Tateru Nino of Massively recently wrote a great profile of an anonymous bot farmer, someone who deploys artificial avatars in Second Life. Originally, I thought this was yet another individual who's hired by land owners to artificially drive up their Traffic stats with their bots (a practice the Lindens recently banned, but shows no obvious signs of going away, at least not yet.) But no, Ms. Nino wasn't talking to that kind of bot farmer. As it turned it out, it was way more insidious (an deliciously ironic) than that. The bot farmer explains:
"It's strictly business.... A friend slipped me a copy of the bot-running software that he'd bought, and it's much more profitable.... Depending on where I can get camping spots, between $100 and $200 a week. My bro's got better spots, but he won't tell me where. He makes over $300, and only uses 60 bots."
Camping chairs, as longtime Residents know, give out free L$ to people who sit on them; this is also a way landowners artificially drive up Traffic. Generally, Residents will park their avatar on a chair, then go away from their keyboard, and let the Linden Dollars slowly roll in.
That in mind, let the full weight of Tateru's interview sink in: as it turns out, some bot farmers are using their bots to get free Linden Dollars from camping chairs. And quite a lot of money, $400-1200 a month for sitting several dozen bots on them. (The Lindens banned camping chairs last month, but as with bots, that announcement hasn't had a perceivable effect.) The supreme irony of course, is that both camping chairs and traffic bots were both invented to game the Traffic stats... and now they're feeding off each other.
Linden Lab lied about the bot/camping ban.

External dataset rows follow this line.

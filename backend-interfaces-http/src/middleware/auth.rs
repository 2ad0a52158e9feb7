use axum::http::HeaderMap;

use backend_application::queries::user_queries;
use backend_application::AppState;
use backend_domain::{RuntimeConfig, UserContext};

use crate::error::HttpError;

pub const SESSION_TOKEN_HEADER: &str = "X-Session-Token";
pub const UTC_OFFSET_HEADER: &str = "X-Utc-Offset-Minutes";

pub fn authorize(config: &RuntimeConfig, headers: &HeaderMap) -> bool {
    if let Some(api_token) = &config.api_token {
        return extract_bearer(headers)
            .map(|v| v == *api_token)
            .unwrap_or(false);
    }
    true
}

pub fn session_token(headers: &HeaderMap) -> Option<String> {
    let value = headers.get(SESSION_TOKEN_HEADER)?.to_str().ok()?.trim();
    (!value.is_empty()).then(|| value.to_string())
}

/// Minutes east of UTC, as sent by the browser. Values outside +-14h are ignored.
pub fn utc_offset_override(headers: &HeaderMap) -> Option<i32> {
    let minutes: i32 = headers
        .get(UTC_OFFSET_HEADER)?
        .to_str()
        .ok()?
        .trim()
        .parse()
        .ok()?;
    (minutes.abs() <= 14 * 60).then_some(minutes)
}

/// API token check followed by user resolution.
pub async fn user_context(
    state: &AppState,
    headers: &HeaderMap,
) -> Result<UserContext, HttpError> {
    if !authorize(&state.config, headers) {
        return Err(HttpError::Unauthorized);
    }
    let token = session_token(headers);
    let ctx = user_queries::resolve_user_context(
        state,
        token.as_deref(),
        utc_offset_override(headers),
    )
    .await?;
    Ok(ctx)
}

fn extract_bearer(headers: &HeaderMap) -> Option<String> {
    let value = headers.get("Authorization")?.to_str().ok()?.trim();
    let prefix = "Bearer ";
    if !value.starts_with(prefix) {
        return None;
    }
    let token = value[prefix.len()..].trim();
    if token.is_empty() {
        return None;
    }
    Some(token.to_string())
}

#[cfg(test)]
mod tests {
    use super::*;
    use axum::http::HeaderValue;

    fn headers(pairs: &[(&'static str, &'static str)]) -> HeaderMap {
        let mut headers = HeaderMap::new();
        for (name, value) in pairs {
            headers.insert(*name, HeaderValue::from_static(value));
        }
        headers
    }

    #[test]
    fn bearer_token_must_match_when_configured() {
        let mut config = RuntimeConfig::default();
        assert!(authorize(&config, &HeaderMap::new()));

        config.api_token = Some("secret".to_string());
        assert!(!authorize(&config, &HeaderMap::new()));
        assert!(!authorize(&config, &headers(&[("Authorization", "Bearer nope")])));
        assert!(authorize(&config, &headers(&[("Authorization", "Bearer secret")])));
    }

    #[test]
    fn session_and_offset_headers() {
        let map = headers(&[
            ("X-Session-Token", "  abc "),
            ("X-Utc-Offset-Minutes", "-300"),
        ]);
        assert_eq!(session_token(&map).as_deref(), Some("abc"));
        assert_eq!(utc_offset_override(&map), Some(-300));

        let map = headers(&[("X-Session-Token", " "), ("X-Utc-Offset-Minutes", "9999")]);
        assert_eq!(session_token(&map), None);
        assert_eq!(utc_offset_override(&map), None);
    }
}
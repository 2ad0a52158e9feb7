// Domain services
// Pure computations over entities, no I/O

pub mod compliance;
pub mod fleet_health;
pub mod forecast;
pub mod permissions;
pub mod schedule;

pub use compliance::*;
pub use fleet_health::*;
pub use forecast::*;
pub use permissions::*;
pub use schedule::*;
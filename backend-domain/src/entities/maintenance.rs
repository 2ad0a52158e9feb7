// Maintenance entities
// Service records are stored on the platform; summaries are derived per request

use chrono::{DateTime, Utc};
use serde::{Deserialize, Serialize};

use crate::utils::{
    deserialize_lenient_string, deserialize_optional_f64, deserialize_optional_string,
    deserialize_optional_timestamp,
};

/// One service performed on a vehicle.
#[derive(Debug, Clone, PartialEq, Serialize, Deserialize)]
pub struct MaintenanceRecord {
    #[serde(
        default,
        skip_serializing_if = "Option::is_none",
        deserialize_with = "deserialize_optional_string"
    )]
    pub id: Option<String>,
    #[serde(default, alias = "vehicleId", deserialize_with = "deserialize_lenient_string")]
    pub vehicle_id: String,
    #[serde(default, alias = "serviceType", deserialize_with = "deserialize_lenient_string")]
    pub service_type: String,
    #[serde(
        default,
        alias = "serviceDate",
        deserialize_with = "deserialize_optional_timestamp"
    )]
    pub service_date: Option<DateTime<Utc>>,
    #[serde(
        default,
        alias = "nextServiceDate",
        deserialize_with = "deserialize_optional_timestamp"
    )]
    pub next_service_date: Option<DateTime<Utc>>,
    #[serde(default, deserialize_with = "deserialize_optional_f64")]
    pub cost: Option<f64>,
    #[serde(default, deserialize_with = "deserialize_optional_string")]
    pub notes: Option<String>,
}

/// Body of a create request. The platform assigns the id.
#[derive(Debug, Clone, Deserialize)]
pub struct NewMaintenanceRecord {
    pub vehicle_id: String,
    pub service_type: String,
    pub service_date: DateTime<Utc>,
    #[serde(default)]
    pub next_service_date: Option<DateTime<Utc>>,
    #[serde(default)]
    pub cost: Option<f64>,
    #[serde(default)]
    pub notes: Option<String>,
}

impl NewMaintenanceRecord {
    pub fn into_record(self) -> MaintenanceRecord {
        MaintenanceRecord {
            id: None,
            vehicle_id: self.vehicle_id.trim().to_string(),
            service_type: self.service_type.trim().to_lowercase(),
            service_date: Some(self.service_date),
            next_service_date: self.next_service_date,
            cost: self.cost,
            notes: self.notes.filter(|notes| !notes.trim().is_empty()),
        }
    }
}

#[derive(Debug, Clone, PartialEq, Serialize, Deserialize)]
pub struct MonthlyCost {
    /// `YYYY-MM`
    pub month: String,
    pub cost: f64,
}

#[derive(Debug, Clone, PartialEq, Serialize, Deserialize)]
pub struct ServiceTypeCount {
    pub service_type: String,
    pub count: usize,
}

#[derive(Debug, Clone, PartialEq, Serialize, Deserialize)]
pub struct MaintenanceSummary {
    pub record_count: usize,
    pub total_cost: f64,
    /// Total cost over every record, costed or not.
    pub average_cost: f64,
    /// Last twelve months with costed services, oldest first.
    pub monthly_costs: Vec<MonthlyCost>,
    pub service_types: Vec<ServiceTypeCount>,
    /// Next service within thirty days, soonest first.
    pub upcoming: Vec<MaintenanceRecord>,
    pub overdue: Vec<MaintenanceRecord>,
}

#[derive(Debug, Clone, Copy, PartialEq, Eq, Serialize, Deserialize)]
#[serde(rename_all = "snake_case")]
pub enum UrgentItemKind {
    MaintenanceOverdue,
    BelowTarget,
    DevicesOffline,
    MaintenanceUpcoming,
}

/// A dashboard call to action with the identifiers behind its count.
#[derive(Debug, Clone, PartialEq, Serialize, Deserialize)]
pub struct UrgentItem {
    pub kind: UrgentItemKind,
    pub count: usize,
    pub ids: Vec<String>,
}

#[cfg(test)]
mod tests {
    use super::*;

    #[test]
    fn platform_rows_decode_with_missing_fields() {
        let record: MaintenanceRecord = serde_json::from_value(serde_json::json!({
            "id": "m-1",
            "vehicle_id": 42,
            "service_type": "oil_change",
            "service_date": "2024-05-01",
            "next_service_date": null,
            "cost": "180.50"
        }))
        .expect("decode");
        assert_eq!(record.vehicle_id, "42");
        assert_eq!(record.cost, Some(180.5));
        assert!(record.service_date.is_some());
        assert!(record.next_service_date.is_none());
        assert!(record.notes.is_none());
    }

    #[test]
    fn new_records_are_normalized() {
        let record = NewMaintenanceRecord {
            vehicle_id: " V-1 ".to_string(),
            service_type: "Tyre_Rotation".to_string(),
            service_date: Utc::now(),
            next_service_date: None,
            cost: Some(90.0),
            notes: Some("  ".to_string()),
        }
        .into_record();
        assert!(record.id.is_none());
        assert_eq!(record.vehicle_id, "V-1");
        assert_eq!(record.service_type, "tyre_rotation");
        assert!(record.notes.is_none());
        let body = serde_json::to_value(&record).expect("encode");
        assert!(body.get("id").is_none());
    }
}
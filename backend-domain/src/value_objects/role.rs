// Role and capability value objects

use serde::{Deserialize, Serialize};

#[derive(Debug, Clone, Copy, PartialEq, Eq, Hash, Serialize, Deserialize)]
#[serde(rename_all = "snake_case")]
pub enum Role {
    Admin,
    Manager,
    Technician,
    Viewer,
    SiteManager,
    Driver,
}

impl Role {
    pub fn as_str(&self) -> &'static str {
        match self {
            Role::Admin => "admin",
            Role::Manager => "manager",
            Role::Technician => "technician",
            Role::Viewer => "viewer",
            Role::SiteManager => "site_manager",
            Role::Driver => "driver",
        }
    }

    /// Roles whose data scope is the whole fleet.
    pub fn sees_all_data(&self) -> bool {
        matches!(
            self,
            Role::Admin | Role::Manager | Role::Viewer | Role::Technician
        )
    }

    pub fn capabilities(&self) -> Capabilities {
        match self {
            Role::Admin => Capabilities::all(),
            Role::Manager => Capabilities {
                can_manage_users: false,
                can_delete_records: false,
                ..Capabilities::all()
            },
            Role::Technician => Capabilities {
                can_view_compliance: true,
                can_view_maintenance: true,
                can_view_reports: true,
                can_view_refills: true,
                can_edit_maintenance: true,
                can_manage_email_reports: true,
                ..Capabilities::none()
            },
            Role::Viewer => Capabilities {
                can_view_compliance: true,
                can_view_maintenance: true,
                can_view_reports: true,
                can_view_costs: true,
                can_view_refills: true,
                can_manage_email_reports: true,
                ..Capabilities::none()
            },
            Role::SiteManager => Capabilities {
                can_view_compliance: true,
                can_view_maintenance: true,
                can_view_reports: true,
                can_view_costs: true,
                can_view_refills: true,
                can_edit_vehicles: true,
                can_edit_maintenance: true,
                can_export_data: true,
                can_manage_email_reports: true,
                ..Capabilities::none()
            },
            Role::Driver => Capabilities {
                can_view_compliance: true,
                ..Capabilities::none()
            },
        }
    }
}

impl From<&str> for Role {
    fn from(s: &str) -> Self {
        match s.trim().to_lowercase().as_str() {
            "admin" => Role::Admin,
            "manager" => Role::Manager,
            "technician" => Role::Technician,
            "site_manager" | "sitemanager" => Role::SiteManager,
            "driver" => Role::Driver,
            _ => Role::Viewer,
        }
    }
}

#[derive(Debug, Clone, Copy, PartialEq, Eq, Serialize, Deserialize)]
pub struct Capabilities {
    pub can_view_compliance: bool,
    pub can_view_maintenance: bool,
    pub can_view_reports: bool,
    pub can_view_costs: bool,
    pub can_view_refills: bool,
    pub can_manage_sites: bool,
    pub can_manage_users: bool,
    pub can_edit_vehicles: bool,
    pub can_edit_maintenance: bool,
    pub can_edit_sites: bool,
    pub can_delete_records: bool,
    pub can_export_data: bool,
    pub can_generate_ai_reports: bool,
    pub can_manage_email_reports: bool,
}

impl Capabilities {
    pub fn all() -> Self {
        Self {
            can_view_compliance: true,
            can_view_maintenance: true,
            can_view_reports: true,
            can_view_costs: true,
            can_view_refills: true,
            can_manage_sites: true,
            can_manage_users: true,
            can_edit_vehicles: true,
            can_edit_maintenance: true,
            can_edit_sites: true,
            can_delete_records: true,
            can_export_data: true,
            can_generate_ai_reports: true,
            can_manage_email_reports: true,
        }
    }

    pub fn none() -> Self {
        Self {
            can_view_compliance: false,
            can_view_maintenance: false,
            can_view_reports: false,
            can_view_costs: false,
            can_view_refills: false,
            can_manage_sites: false,
            can_manage_users: false,
            can_edit_vehicles: false,
            can_edit_maintenance: false,
            can_edit_sites: false,
            can_delete_records: false,
            can_export_data: false,
            can_generate_ai_reports: false,
            can_manage_email_reports: false,
        }
    }
}

#[cfg(test)]
mod tests {
    use super::*;

    #[test]
    fn unknown_role_falls_back_to_viewer() {
        assert_eq!(Role::from("ADMIN"), Role::Admin);
        assert_eq!(Role::from(" site_manager "), Role::SiteManager);
        assert_eq!(Role::from("contractor"), Role::Viewer);
    }

    #[test]
    fn manager_cannot_manage_users() {
        let caps = Role::Manager.capabilities();
        assert!(caps.can_view_refills);
        assert!(caps.can_manage_sites);
        assert!(!caps.can_manage_users);
        assert!(!caps.can_delete_records);
    }

    #[test]
    fn driver_only_sees_compliance() {
        let caps = Role::Driver.capabilities();
        assert!(caps.can_view_compliance);
        assert!(!caps.can_view_refills);
        assert!(!caps.can_manage_email_reports);
    }
}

They have no intention of enforcing it or making the search engine not favor their alts.
If they are going to be serious then they are going to have to enforce it on their alts, family, and friends. Never going to happen.
Posted by: Ann Otoole | Thursday, June 11, 2009 at 05:28 AM
The Linden policy is vague as well. For instance, what of camping spots that had anti-bot measures put into place?

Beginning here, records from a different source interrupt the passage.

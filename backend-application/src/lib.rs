// Backend Application Layer

pub mod commands;
pub mod error;
pub mod metrics;
pub mod queries;
pub mod state;

#[cfg(test)]
pub(crate) mod testing;

pub use error::AppError;
pub use metrics::Metrics;
pub use state::AppState;
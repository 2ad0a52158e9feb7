// HTTP clients for the vendor API and the low-code platform

pub mod elora;
pub mod platform;

pub use elora::EloraClient;
pub use platform::PlatformClient;

use serde::de::DeserializeOwned;
use serde_json::Value;
use tracing::warn;

/// Vendor and platform list endpoints answer with a bare array, `{data: [...]}`
/// or `{body: [...]}`. Anything else is treated as an empty list.
pub fn unwrap_records(endpoint: &str, payload: Value) -> Vec<Value> {
    match payload {
        Value::Array(items) => items,
        Value::Object(mut map) => {
            for key in ["data", "body"] {
                if let Some(Value::Array(items)) = map.remove(key) {
                    return items;
                }
            }
            warn!("unexpected {} response shape, keys: {:?}", endpoint, map.keys().collect::<Vec<_>>());
            Vec::new()
        }
        other => {
            warn!("unexpected {} response: {}", endpoint, other);
            Vec::new()
        }
    }
}

/// Decodes each record on its own so one malformed row does not drop the page.
pub fn decode_records<T: DeserializeOwned>(endpoint: &str, records: Vec<Value>) -> Vec<T> {
    let total = records.len();
    let decoded: Vec<T> = records
        .into_iter()
        .filter_map(|record| match serde_json::from_value(record) {
            Ok(item) => Some(item),
            Err(err) => {
                warn!("skipping malformed {} record: {}", endpoint, err);
                None
            }
        })
        .collect();
    if decoded.len() < total {
        warn!("{} of {} {} records skipped", total - decoded.len(), total, endpoint);
    }
    decoded
}
use std::collections::HashMap;

use crate::entities::{ComplianceRating, ComplianceSummary, ScanEvent, SiteWashCount, Vehicle};

const SITE_RANKING_LIMIT: usize = 10;

impl ComplianceRating {
    pub fn from_rate(rate: u32) -> Self {
        if rate >= 75 {
            ComplianceRating::Good
        } else if rate >= 50 {
            ComplianceRating::Warning
        } else {
            ComplianceRating::Critical
        }
    }
}

pub fn summarize_compliance(vehicles: &[Vehicle], scans: &[ScanEvent]) -> ComplianceSummary {
    let total_vehicles = vehicles.len();
    let compliant_vehicles = vehicles.iter().filter(|vehicle| vehicle.is_compliant()).count();
    let compliance_rate = if total_vehicles > 0 {
        (compliant_vehicles as f64 * 100.0 / total_vehicles as f64).round() as u32
    } else {
        0
    };

    let mut counts: HashMap<&str, usize> = HashMap::new();
    for scan in scans {
        let site = if scan.site_name.trim().is_empty() {
            scan.site_ref.as_str()
        } else {
            scan.site_name.as_str()
        };
        *counts.entry(site).or_default() += 1;
    }
    let mut washes_by_site: Vec<SiteWashCount> = counts
        .into_iter()
        .map(|(site, washes)| SiteWashCount {
            site: site.to_string(),
            washes,
        })
        .collect();
    washes_by_site.sort_by(|a, b| b.washes.cmp(&a.washes).then_with(|| a.site.cmp(&b.site)));
    washes_by_site.truncate(SITE_RANKING_LIMIT);

    ComplianceSummary {
        total_vehicles,
        compliant_vehicles,
        non_compliant_vehicles: total_vehicles - compliant_vehicles,
        compliance_rate,
        rating: ComplianceRating::from_rate(compliance_rate),
        total_washes: vehicles.iter().map(|vehicle| vehicle.washes_completed).sum(),
        washes_by_site,
    }
}
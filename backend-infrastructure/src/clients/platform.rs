use std::time::Duration;

use async_trait::async_trait;
use reqwest::{Client, RequestBuilder, Response, StatusCode};
use serde::de::DeserializeOwned;
use serde::Serialize;
use serde_json::{json, Value};
use tracing::{debug, error};

use backend_domain::ports::{
    MaintenanceRepository, PreferenceRepository, ReportDispatcher, UserDirectory,
};
use backend_domain::{
    EmailReportPreference, MaintenanceRecord, PlatformConfig, PlatformError, ReportRequest,
    UserProfile,
};

use super::{decode_records, unwrap_records};

const MAINTENANCE_SORT: &str = "-service_date";
const MAINTENANCE_PAGE_SIZE: &str = "1000";

/// REST access to the low-code platform: current user, stored entities and
/// serverless functions.
pub struct PlatformClient {
    client: Client,
    config: PlatformConfig,
}

impl PlatformClient {
    pub fn new(config: &PlatformConfig) -> anyhow::Result<Self> {
        let client = Client::builder()
            .timeout(Duration::from_secs(config.timeout_seconds.max(3)))
            .build()?;
        Ok(Self {
            client,
            config: config.clone(),
        })
    }

    pub fn app_url(&self, path: &str) -> String {
        format!(
            "{}/apps/{}/{}",
            self.config.base_url.trim_end_matches('/'),
            self.config.app_id,
            path.trim_start_matches('/')
        )
    }

    fn entity_url(&self, entity: &str, id: Option<&str>) -> String {
        match id {
            Some(id) => self.app_url(&format!("entities/{}/{}", entity, id)),
            None => self.app_url(&format!("entities/{}", entity)),
        }
    }

    fn service(&self, builder: RequestBuilder) -> RequestBuilder {
        match &self.config.service_token {
            Some(token) => builder.bearer_auth(token),
            None => builder,
        }
    }

    async fn send(&self, builder: RequestBuilder) -> Result<Response, PlatformError> {
        let response = builder
            .send()
            .await
            .map_err(|err| PlatformError::Transport(err.to_string()))?;
        let status = response.status();
        if status == StatusCode::UNAUTHORIZED || status == StatusCode::FORBIDDEN {
            return Err(PlatformError::Unauthorized);
        }
        if !status.is_success() {
            let body = response.text().await.unwrap_or_default();
            error!("platform responded {}: {}", status, body);
            return Err(PlatformError::Status {
                status: status.as_u16(),
                body,
            });
        }
        Ok(response)
    }

    async fn json(response: Response) -> Result<Value, PlatformError> {
        response
            .json::<Value>()
            .await
            .map_err(|err| PlatformError::Decode(err.to_string()))
    }

    async fn fetch_preferences(
        &self,
        query: Option<Value>,
    ) -> Result<Vec<EmailReportPreference>, PlatformError> {
        let mut builder = self
            .client
            .get(self.entity_url(&self.config.preferences_entity, None));
        if let Some(query) = query {
            builder = builder.query(&[("q", query.to_string())]);
        }
        let payload = Self::json(self.send(self.service(builder)).await?).await?;
        Ok(decode_records(
            &self.config.preferences_entity,
            unwrap_records(&self.config.preferences_entity, payload),
        ))
    }
}

/// Stored form of an entity: no id, the platform assigns it.
fn stored_body<T: Serialize>(entity: &T) -> Result<Value, PlatformError> {
    let mut body =
        serde_json::to_value(entity).map_err(|err| PlatformError::Decode(err.to_string()))?;
    if let Value::Object(map) = &mut body {
        map.remove("id");
    }
    Ok(body)
}

fn decode_entity<T: DeserializeOwned>(payload: Value) -> Result<T, PlatformError> {
    serde_json::from_value(payload).map_err(|err| PlatformError::Decode(err.to_string()))
}

#[async_trait]
impl UserDirectory for PlatformClient {
    async fn current_user(&self, session_token: &str) -> Result<UserProfile, PlatformError> {
        let builder = self
            .client
            .get(self.app_url("entities/User/me"))
            .bearer_auth(session_token);
        let payload = Self::json(self.send(builder).await?).await?;
        serde_json::from_value(payload).map_err(|err| PlatformError::Decode(err.to_string()))
    }
}

#[async_trait]
impl PreferenceRepository for PlatformClient {
    async fn list(&self) -> Result<Vec<EmailReportPreference>, PlatformError> {
        self.fetch_preferences(None).await
    }

    async fn find_by_email(
        &self,
        email: &str,
    ) -> Result<Option<EmailReportPreference>, PlatformError> {
        let matches = self
            .fetch_preferences(Some(json!({ "user_email": email })))
            .await?;
        Ok(matches
            .into_iter()
            .find(|preference| preference.user_email.eq_ignore_ascii_case(email)))
    }

    async fn create(
        &self,
        preference: &EmailReportPreference,
    ) -> Result<EmailReportPreference, PlatformError> {
        let builder = self
            .client
            .post(self.entity_url(&self.config.preferences_entity, None))
            .json(&stored_body(preference)?);
        let payload = Self::json(self.send(self.service(builder)).await?).await?;
        debug!("created report preferences for {}", preference.user_email);
        decode_entity(payload)
    }

    async fn update(
        &self,
        preference: &EmailReportPreference,
    ) -> Result<EmailReportPreference, PlatformError> {
        let id = preference
            .id
            .as_deref()
            .ok_or_else(|| PlatformError::Storage("preference has no id".to_string()))?;
        let builder = self
            .client
            .put(self.entity_url(&self.config.preferences_entity, Some(id)))
            .json(&stored_body(preference)?);
        let payload = Self::json(self.send(self.service(builder)).await?).await?;
        decode_entity(payload)
    }
}

#[async_trait]
impl MaintenanceRepository for PlatformClient {
    async fn list_records(&self) -> Result<Vec<MaintenanceRecord>, PlatformError> {
        let entity = &self.config.maintenance_entity;
        let builder = self
            .client
            .get(self.entity_url(entity, None))
            .query(&[("sort", MAINTENANCE_SORT), ("limit", MAINTENANCE_PAGE_SIZE)]);
        let payload = Self::json(self.send(self.service(builder)).await?).await?;
        Ok(decode_records(entity, unwrap_records(entity, payload)))
    }

    async fn create_record(
        &self,
        record: &MaintenanceRecord,
    ) -> Result<MaintenanceRecord, PlatformError> {
        let builder = self
            .client
            .post(self.entity_url(&self.config.maintenance_entity, None))
            .json(&stored_body(record)?);
        let payload = Self::json(self.send(self.service(builder)).await?).await?;
        debug!("recorded {} for vehicle {}", record.service_type, record.vehicle_id);
        decode_entity(payload)
    }
}

#[async_trait]
impl ReportDispatcher for PlatformClient {
    async fn send_report(&self, request: &ReportRequest) -> Result<(), PlatformError> {
        let url = self.app_url(&format!("functions/{}", self.config.report_function));
        let builder = self.client.post(url).json(request);
        self.send(self.service(builder)).await?;
        Ok(())
    }
}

HippiePay Island sim, where I once worked, eventually beat the bots at their own game, and they'll pile up like turds on the pads because they could not answer the anti-bot questions. Then a paid helper like me would ban them. We even had roving camping for a while, which paid a lower rate but the avatar could be anywhere in SL and still earning money.
Most of our visitors were regulars we actually knew, talked to, even dated and partnered. They were real people making perhaps 100L a day camping while they did other things IRL. And a party scene went on there and at The Pharm with ravers who were never afk.
Admittedly, HippiePay wanted high traffic numbers and people to do the surveys, which is where we made money. We closed long before this new ban came in, but in their heavy-handed way, the Lindens used a club when a more precise tool could have reduced the bots.
What we did at HippiePay is no longer a viable model, but it was sure fun for the HippiePay staff and our regulars, while it lasted.
Posted by: Tempest Homewood | Thursday, June 11, 2009 at 07:19 AM
I've known for a long time that many of the camping chairs are filled with bots, and that many of the camping chairs are fake (unscripted other than hover text and filled by bots run by the owner). I said so in my bot surveys, and it's one reason I lump bots and campers together.
I think the amount of money collected by humans camping is vanishingly small these days.